[Task directions] Type again, exactly, the lines below from the start through the line that includes "mod recipe_id;".

[Provided data]
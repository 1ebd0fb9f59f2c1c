//! TillSessionId value object - unique identifier for a till session

use serde::{Deserialize, Serialize};
use uuid::{NoContext, Timestamp, Uuid};

/// Unique identifier for a TillSession
#[derive(Debug, Clone, Copy, PartialEq, Eq, Hash, Serialize, Deserialize)]
pub struct TillSessionId(Uuid);

impl TillSessionId {
    /// Creates a new TillSessionId with a UUID v7 (time-ordered)
    pub fn new() -> Self {
        Self(Uuid::new_v7(Timestamp::now(NoContext)))
    }

    /// Creates a TillSessionId from an existing UUID
    pub fn from_uuid(uuid: Uuid) -> Self {
        Self(uuid)
    }

    /// Converts the TillSessionId into its underlying UUID
    pub fn into_uuid(self) -> Uuid {
        self.0
    }
}

impl Default for TillSessionId {
    fn default() -> Self {
        Self::new()
    }
}
// Domain value objects for inventory management

// ID value objects
mod item_id;
mod recipe_id;
mod recipe_variant_id;
mod reservation_id;
mod transaction_id;
mod variant_id;

// Validated value objects
mod currency;
mod sku;

// Enum value objects
mod item_type;
mod source_type;
mod transaction_type;
mod unit_of_measure;
mod variant_type;

// Re-exports - ID value objects
pub use item_id::ItemId;
pub use recipe_id::RecipeId;
pub use recipe_variant_id::RecipeVariantId;
pub use reservation_id::ReservationId;
pub use transaction_id::TransactionId;
pub use variant_id::VariantId;

/// Identifies a sellable product on the adjacent cart/sale-line surface.
/// Same identity shape as an inventory item; kept as a distinct name where
/// that surface means "the thing a customer is buying" rather than "the
/// thing a branch stocks".
pub type ProductId = ItemId;

// Re-exports - Validated value objects
pub use currency::Currency;
pub use sku::Sku;

// Re-exports - Enum value objects
pub use item_type::ItemType;
pub use source_type::SourceType;
pub use transaction_type::TransactionType;
pub use unit_of_measure::UnitOfMeasure;
pub use variant_type::VariantType;
// PostgreSQL ItemRepository implementation

use async_trait::async_trait;
use sqlx::PgPool;
use tenancy::TenantId;

use crate::domain::entities::InventoryItem;
use crate::domain::repositories::ItemRepository;
use crate::domain::value_objects::{ItemId, ItemType, Sku};
use crate::InventoryError;

pub struct PgItemRepository {
    pool: PgPool,
}

impl PgItemRepository {
    pub fn new(pool: PgPool) -> Self {
        Self { pool }
    }
}

#[derive(sqlx::FromRow)]
struct ItemRow {
    id: uuid::Uuid,
    tenant_id: uuid::Uuid,
    name: String,
    sku: String,
    item_type: String,
    base_unit: String,
    category_id: Option<uuid::Uuid>,
    active: bool,
}

impl TryFrom<ItemRow> for InventoryItem {
    type Error = InventoryError;

    fn try_from(row: ItemRow) -> Result<Self, Self::Error> {
        Ok(InventoryItem::reconstitute(
            ItemId::from_uuid(row.id),
            TenantId::from_uuid(row.tenant_id),
            row.name,
            Sku::from_string(row.sku),
            row.item_type.parse::<ItemType>()?,
            row.base_unit,
            row.category_id,
            row.active,
        ))
    }
}

#[async_trait]
impl ItemRepository for PgItemRepository {
    async fn save(&self, item: &InventoryItem) -> Result<(), InventoryError> {
        sqlx::query(
            r#"
            INSERT INTO inventory_items (id, tenant_id, name, sku, item_type, base_unit, category_id, active)
            VALUES ($1, $2, $3, $4, $5, $6, $7, $8)
            ON CONFLICT (id) DO UPDATE SET
                name = EXCLUDED.name, item_type = EXCLUDED.item_type, base_unit = EXCLUDED.base_unit,
                category_id = EXCLUDED.category_id, active = EXCLUDED.active
            "#,
        )
        .bind(item.id().into_uuid())
        .bind(item.tenant_id().into_uuid())
        .bind(item.name())
        .bind(item.sku().as_str())
        .bind(item.item_type().to_string())
        .bind(item.base_unit())
        .bind(item.category_id())
        .bind(item.active())
        .execute(&self.pool)
        .await?;

        Ok(())
    }

    async fn find_by_id(&self, tenant_id: TenantId, id: ItemId) -> Result<Option<InventoryItem>, InventoryError> {
        let row = sqlx::query_as::<_, ItemRow>(
            "SELECT id, tenant_id, name, sku, item_type, base_unit, category_id, active \
             FROM inventory_items WHERE tenant_id = $1 AND id = $2",
        )
        .bind(tenant_id.into_uuid())
        .bind(id.into_uuid())
        .fetch_optional(&self.pool)
        .await?;

        row.map(TryInto::try_into).transpose()
    }

    async fn find_by_sku(&self, tenant_id: TenantId, sku: &str) -> Result<Option<InventoryItem>, InventoryError> {
        let row = sqlx::query_as::<_, ItemRow>(
            "SELECT id, tenant_id, name, sku, item_type, base_unit, category_id, active \
             FROM inventory_items WHERE tenant_id = $1 AND sku = $2",
        )
        .bind(tenant_id.into_uuid())
        .bind(sku)
        .fetch_optional(&self.pool)
        .await?;

        row.map(TryInto::try_into).transpose()
    }

    async fn find_by_ids(&self, tenant_id: TenantId, ids: &[ItemId]) -> Result<Vec<InventoryItem>, InventoryError> {
        let uuids: Vec<uuid::Uuid> = ids.iter().map(|id| id.into_uuid()).collect();
        let rows = sqlx::query_as::<_, ItemRow>(
            "SELECT id, tenant_id, name, sku, item_type, base_unit, category_id, active \
             FROM inventory_items WHERE tenant_id = $1 AND id = ANY($2)",
        )
        .bind(tenant_id.into_uuid())
        .bind(&uuids)
        .fetch_all(&self.pool)
        .await?;

        rows.into_iter().map(TryInto::try_into).collect()
    }
}
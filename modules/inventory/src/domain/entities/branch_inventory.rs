// BranchInventory entity - a (branchId, itemId) stock row, mutated only by
// the BranchInventoryLedger (reserve / deduct / release).

use identity::BranchId;
use rust_decimal::Decimal;
use serde::{Deserialize, Serialize};

use crate::domain::value_objects::ItemId;

#[derive(Debug, Clone, Serialize, Deserialize)]
pub struct BranchInventory {
    branch_id: BranchId,
    item_id: ItemId,
    on_hand_qty: Decimal,
    reorder_point: Decimal,
    min_stock: Decimal,
    max_stock: Option<Decimal>,
    cost_per_unit: Decimal,
    selling_price: Option<Decimal>,
    active: bool,
}

impl BranchInventory {
    #[allow(clippy::too_many_arguments)]
    pub fn new(
        branch_id: BranchId,
        item_id: ItemId,
        on_hand_qty: Decimal,
        reorder_point: Decimal,
        min_stock: Decimal,
        max_stock: Option<Decimal>,
        cost_per_unit: Decimal,
        selling_price: Option<Decimal>,
    ) -> Self {
        Self {
            branch_id,
            item_id,
            on_hand_qty,
            reorder_point,
            min_stock,
            max_stock,
            cost_per_unit,
            selling_price,
            active: true,
        }
    }

    #[allow(clippy::too_many_arguments)]
    pub fn reconstitute(
        branch_id: BranchId,
        item_id: ItemId,
        on_hand_qty: Decimal,
        reorder_point: Decimal,
        min_stock: Decimal,
        max_stock: Option<Decimal>,
        cost_per_unit: Decimal,
        selling_price: Option<Decimal>,
        active: bool,
    ) -> Self {
        Self {
            branch_id,
            item_id,
            on_hand_qty,
            reorder_point,
            min_stock,
            max_stock,
            cost_per_unit,
            selling_price,
            active,
        }
    }

    pub fn branch_id(&self) -> BranchId {
        self.branch_id
    }

    pub fn item_id(&self) -> ItemId {
        self.item_id
    }

    pub fn on_hand_qty(&self) -> Decimal {
        self.on_hand_qty
    }

    pub fn reorder_point(&self) -> Decimal {
        self.reorder_point
    }

    pub fn min_stock(&self) -> Decimal {
        self.min_stock
    }

    pub fn max_stock(&self) -> Option<Decimal> {
        self.max_stock
    }

    pub fn cost_per_unit(&self) -> Decimal {
        self.cost_per_unit
    }

    pub fn selling_price(&self) -> Option<Decimal> {
        self.selling_price
    }

    pub fn active(&self) -> bool {
        self.active
    }

    pub fn is_low_stock(&self) -> bool {
        self.on_hand_qty <= self.reorder_point
    }
}

#[cfg(test)]
mod tests {
    use super::*;
    use rust_decimal_macros::dec;

    #[test]
    fn low_stock_is_flagged_at_reorder_point() {
        let row = BranchInventory::new(
            BranchId::new(),
            ItemId::new(),
            dec!(10),
            dec!(10),
            dec!(5),
            None,
            dec!(0.5),
            None,
        );
        assert!(row.is_low_stock());
    }
}
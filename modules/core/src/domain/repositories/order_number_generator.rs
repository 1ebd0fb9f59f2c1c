use async_trait::async_trait;
use chrono::NaiveDate;
use identity::BranchId;
use sqlx::{Postgres, Transaction};

use crate::CoreError;

/// Allocates the next customer-facing order number for a
/// `(branch, prefix, date)` bucket. Must be called with the same
/// transaction the caller intends to commit the order under, so a failed
/// commit rolls the allocation back with it.
#[async_trait]
pub trait OrderNumberGenerator: Send + Sync {
    async fn next(
        &self,
        tx: &mut Transaction<'_, Postgres>,
        branch_id: BranchId,
        prefix: &str,
        date: NaiveDate,
    ) -> Result<String, CoreError>;
}
//! Use cases for the till module.

pub mod till;

pub use till::*;
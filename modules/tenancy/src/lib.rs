// Tenancy module - tenant key resolution and per-tenant datastore handles
//
// Clean Architecture layers:
// - domain: TenantId, TenantHandle, the TenantRegistry port
// - infrastructure: the Postgres-backed adapter

pub mod config;
pub mod domain;
pub mod infrastructure;

mod error;

pub use config::TenancyConfig;
pub use domain::entities::TenantHandle;
pub use domain::repositories::TenantRegistry;
pub use domain::value_objects::TenantId;
pub use error::{ErrorKind, TenancyError};
pub use infrastructure::persistence::PgTenantRegistry;
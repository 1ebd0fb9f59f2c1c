// MenuItemId value object - unique identifier for a MenuItem

use serde::{Deserialize, Serialize};
use uuid::{NoContext, Timestamp, Uuid};

#[derive(Debug, Clone, Copy, PartialEq, Eq, Hash, Serialize, Deserialize)]
pub struct MenuItemId(Uuid);

impl MenuItemId {
    pub fn new() -> Self {
        Self(Uuid::new_v7(Timestamp::now(NoContext)))
    }

    pub fn from_uuid(uuid: Uuid) -> Self {
        Self(uuid)
    }

    pub fn into_uuid(self) -> Uuid {
        self.0
    }
}

impl Default for MenuItemId {
    fn default() -> Self {
        Self::new()
    }
}
// PostgreSQL repository implementations

mod pg_branch_inventory_ledger;
mod pg_branch_inventory_repository;
mod pg_item_repository;
mod pg_recipe_repository;
mod pg_recipe_variant_repository;

// Re-exports
pub use pg_branch_inventory_ledger::PgBranchInventoryLedger;
pub use pg_branch_inventory_repository::PgBranchInventoryRepository;
pub use pg_item_repository::PgItemRepository;
pub use pg_recipe_repository::PgRecipeRepository;
pub use pg_recipe_variant_repository::PgRecipeVariantRepository;
// TerminalCode value object
// Validates: alphanumeric with hyphens, 3-20 characters, auto-uppercase

use crate::CoreError;
use serde::{Deserialize, Serialize};

/// Terminal code - unique identifier within a store
/// 
/// Validation rules:
/// - Length: 3-20 characters
/// - Allowed characters: alphanumeric (A-Z, a-z, 0-9) and hyphens (-)
/// - Automatically converted to uppercase
#[derive(Debug, Clone, PartialEq, Eq, Serialize, Deserialize)]
pub struct TerminalCode(String);

impl TerminalCode {
    /// Creates a new TerminalCode with validation
    /// 
    /// # Arguments
    /// * `code` - The terminal code string
    /// 
    /// # Returns
    /// * `Ok(TerminalCode)` - If validation passes
    /// * `Err(CoreError::InvalidTerminalCode)` - If validation fails
    /// 
    /// # Validation Rules
    /// - Must be 3-20 characters long
    /// - Only alphanumeric characters and hyphens allowed
    /// - Automatically converted to uppercase
    pub fn new(code: &str) -> Result<Self, CoreError> {
        // Validate length
        if code.len() < 3 || code.len() > 20 {
            return Err(CoreError::InvalidTerminalCode);
        }

        // Validate characters: alphanumeric and hyphens only
        if !code.chars().all(|c| c.is_ascii_alphanumeric() || c == '-') {
            return Err(CoreError::InvalidTerminalCode);
        }

        // Convert to uppercase and return
        Ok(Self(code.to_uppercase()))
    }

    /// Returns the code as a string slice
    pub fn as_str(&self) -> &str {
        &self.0
    }
}
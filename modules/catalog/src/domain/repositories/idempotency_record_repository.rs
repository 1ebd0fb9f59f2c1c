// IdempotencyRecordRepository port - the clientOpId -> orderId mapping
// (spec 4.6 "Idempotency"). A lookup happens before the commit transaction
// opens; a record is written inside it, alongside the order insert, so a
// crash between the two never leaves a dangling key pointing nowhere.

use async_trait::async_trait;
use sqlx::PgConnection;
use tenancy::TenantId;

use crate::domain::value_objects::OrderId;
use crate::CatalogError;

#[async_trait]
pub trait IdempotencyRecordRepository: Send + Sync {
    async fn find_order_id(&self, tenant_id: TenantId, client_op_id: &str) -> Result<Option<OrderId>, CatalogError>;

    async fn record(
        &self,
        conn: &mut PgConnection,
        tenant_id: TenantId,
        client_op_id: &str,
        order_id: OrderId,
    ) -> Result<(), CatalogError>;
}
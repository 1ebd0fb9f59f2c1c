// PgPinCredentialRepository - Postgres adapter for PinCredential persistence.
// `pin_key` carries the sparse unique index from spec 6
// (`(tenant_users.pinKey) sparse`); a duplicate insert maps to
// `IdentityError::DuplicatePin`.

use async_trait::async_trait;
use chrono::{DateTime, Utc};
use sqlx::FromRow;
use tenancy::TenantHandle;
use uuid::Uuid;

use crate::domain::entities::PinCredential;
use crate::domain::repositories::PinCredentialRepository;
use crate::domain::value_objects::ActorId;
use crate::IdentityError;

#[derive(FromRow)]
struct PinCredentialRow {
    id: Uuid,
    actor_id: Uuid,
    pin_key: String,
    failed_attempts: i32,
    locked_until: Option<DateTime<Utc>>,
    created_at: DateTime<Utc>,
    updated_at: DateTime<Utc>,
}

impl PinCredentialRow {
    fn into_entity(self, tenant: &TenantHandle) -> PinCredential {
        PinCredential::reconstitute(
            crate::domain::entities::PinCredentialId::from_uuid(self.id),
            tenant.tenant_id(),
            ActorId::from_uuid(self.actor_id),
            self.pin_key,
            self.failed_attempts,
            self.locked_until,
            self.created_at,
            self.updated_at,
        )
    }
}

pub struct PgPinCredentialRepository;

impl PgPinCredentialRepository {
    pub fn new() -> Self {
        Self
    }
}

impl Default for PgPinCredentialRepository {
    fn default() -> Self {
        Self::new()
    }
}

#[async_trait]
impl PinCredentialRepository for PgPinCredentialRepository {
    async fn find_by_pin_key(
        &self,
        tenant: &TenantHandle,
        pin_key: &str,
    ) -> Result<Option<PinCredential>, IdentityError> {
        let row: Option<PinCredentialRow> = sqlx::query_as(
            r#"
            SELECT id, actor_id, pin_key, failed_attempts, locked_until, created_at, updated_at
            FROM pin_credentials
            WHERE pin_key = $1
            "#,
        )
        .bind(pin_key)
        .fetch_optional(tenant.pool())
        .await?;

        Ok(row.map(|r| r.into_entity(tenant)))
    }

    async fn find_by_actor(
        &self,
        tenant: &TenantHandle,
        actor_id: ActorId,
    ) -> Result<Option<PinCredential>, IdentityError> {
        let row: Option<PinCredentialRow> = sqlx::query_as(
            r#"
            SELECT id, actor_id, pin_key, failed_attempts, locked_until, created_at, updated_at
            FROM pin_credentials
            WHERE actor_id = $1
            "#,
        )
        .bind(actor_id.into_uuid())
        .fetch_optional(tenant.pool())
        .await?;

        Ok(row.map(|r| r.into_entity(tenant)))
    }

    async fn create(
        &self,
        tenant: &TenantHandle,
        credential: &PinCredential,
    ) -> Result<(), IdentityError> {
        sqlx::query(
            r#"
            INSERT INTO pin_credentials
                (id, actor_id, pin_key, failed_attempts, locked_until, created_at, updated_at)
            VALUES ($1, $2, $3, $4, $5, $6, $7)
            "#,
        )
        .bind(credential.id().into_uuid())
        .bind(credential.actor_id().into_uuid())
        .bind(credential.pin_key())
        .bind(credential.failed_attempts())
        .bind(credential.locked_until())
        .bind(Utc::now())
        .bind(Utc::now())
        .execute(tenant.pool())
        .await
        .map_err(|e| match e {
            sqlx::Error::Database(ref db_err) if db_err.is_unique_violation() => {
                IdentityError::DuplicatePin
            }
            other => IdentityError::Database(other),
        })?;

        Ok(())
    }

    async fn save(
        &self,
        tenant: &TenantHandle,
        credential: &PinCredential,
    ) -> Result<(), IdentityError> {
        sqlx::query(
            r#"
            UPDATE pin_credentials
            SET failed_attempts = $2, locked_until = $3, updated_at = now()
            WHERE id = $1
            "#,
        )
        .bind(credential.id().into_uuid())
        .bind(credential.failed_attempts())
        .bind(credential.locked_until())
        .execute(tenant.pool())
        .await?;

        Ok(())
    }
}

[Solution for this problem]
repository 1ebd0fb9f59f2c1c
//! TillSessionId value object - unique identifier for a till session

use serde::{Deserialize, Serialize};
use uuid::{NoContext, Timestamp, Uuid};

/// Unique identifier for a TillSession
#[derive(Debug, Clone, Copy, PartialEq, Eq, Hash, Serialize, Deserialize)]
pub struct TillSessionId(Uuid);

impl TillSessionId {
    /// Creates a new TillSessionId with a UUID v7 (time-ordered)
    pub fn new() -> Self {
        Self(Uuid::new_v7(Timestamp::now(NoContext)))
    }

    /// Creates a TillSessionId from an existing UUID
    pub fn from_uuid(uuid: Uuid) -> Self {
        Self(uuid)
    }

    /// Converts the TillSessionId into its underlying UUID
    pub fn into_uuid(self) -> Uuid {
        self.0
    }
}

impl Default for TillSessionId {
    fn default() -> Self {
        Self::new()
    }
}
// Domain value objects for inventory management

// ID value objects
mod item_id;
mod recipe_id;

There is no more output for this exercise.